Like Walden Pond, the Old Manse in Concord, MA is another American literary shrine just minutes away from where I work. I visited it decades ago, but a couple of weeks ago the entire company got to go there.
Both Ralph Waldo Emerson and Nathaniel Hawthorne lived in the place. Emerson wrote his essay “Nature” there; Hawthorne wrote the pieces he later collected in the book Mosses from an Old Manse.
The main feature of the house for me (the only thing I remembered from my first visit decades ago) is the little messages and sayings that Sophia Hawthorne etched on the window panes with her diamond ring; these give me a shivery sense of stepping into her long-ago life.
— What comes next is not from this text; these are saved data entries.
use serde::{Deserialize, Serialize};

use crate::automaton::StateId;

/// One ACTION cell.
#[derive(Debug, Clone, PartialEq, Eq, Serialize, Deserialize)]
pub enum Action {
    Shift(StateId),
    /// Reduce by the named rule ("R1", "R2", …) in the reduce dictionary.
    Reduce(String),
    Accept,
}

impl std::fmt::Display for Action {
    fn fmt(&self, f: &mut std::fmt::Formatter<'_>) -> std::fmt::Result {
        match self {
            Action::Shift(to) => write!(f, "s{to}"),
            Action::Reduce(rule) => rule.fmt(f),
            Action::Accept => write!(f, "acc"),
        }
    }
}

/// The production behind a reduce rule: which state reduces, the head
/// nonterminal pushed back, and the body whose length is popped.
#[derive(Debug, Clone, PartialEq, Eq, Serialize, Deserialize)]
pub struct ReduceEntry {
    pub state: StateId,
    pub head: String,
    pub body: Vec<String>,
}

impl std::fmt::Display for ReduceEntry {
    fn fmt(&self, f: &mut std::fmt::Formatter<'_>) -> std::fmt::Result {
        write!(
            f,
            "{} -> {} (state {})",
            self.head,
            self.body.join(" "),
            self.state
        )
    }
}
The original garden was planted by Thoreau, and it’s still maintained:
(The people handing out cider are new.)
The Old Manse overlooks Concord’s Old North Bridge. If you happened to be hanging out there on April 19, 1775, you would have heard “the shot heard round the world.” Here is Emerson’s poem “Concord Hymn,” which he wrote for the dedication of the Battle monument there in 1837:
By the rude bridge that arched the flood,
Their flag to April’s breeze unfurled,
Here once the embattled farmers stood,
And fired the shot heard round the world.The foe long since in silence slept;
Alike the conqueror silent sleeps;
And Time the ruined bridge has swept
Down the dark stream which seaward creeps.On this green bank, by this soft stream,
We set to-day a votive stone;
That memory may their deed redeem,
When, like our sires, our sons are gone.Spirit, that made those heroes dare,
To die, and leave their children free,
Bid Time and Nature gently spare
The shaft we raise to them and thee.
That first stanza still packs a wallop, doesn’t it?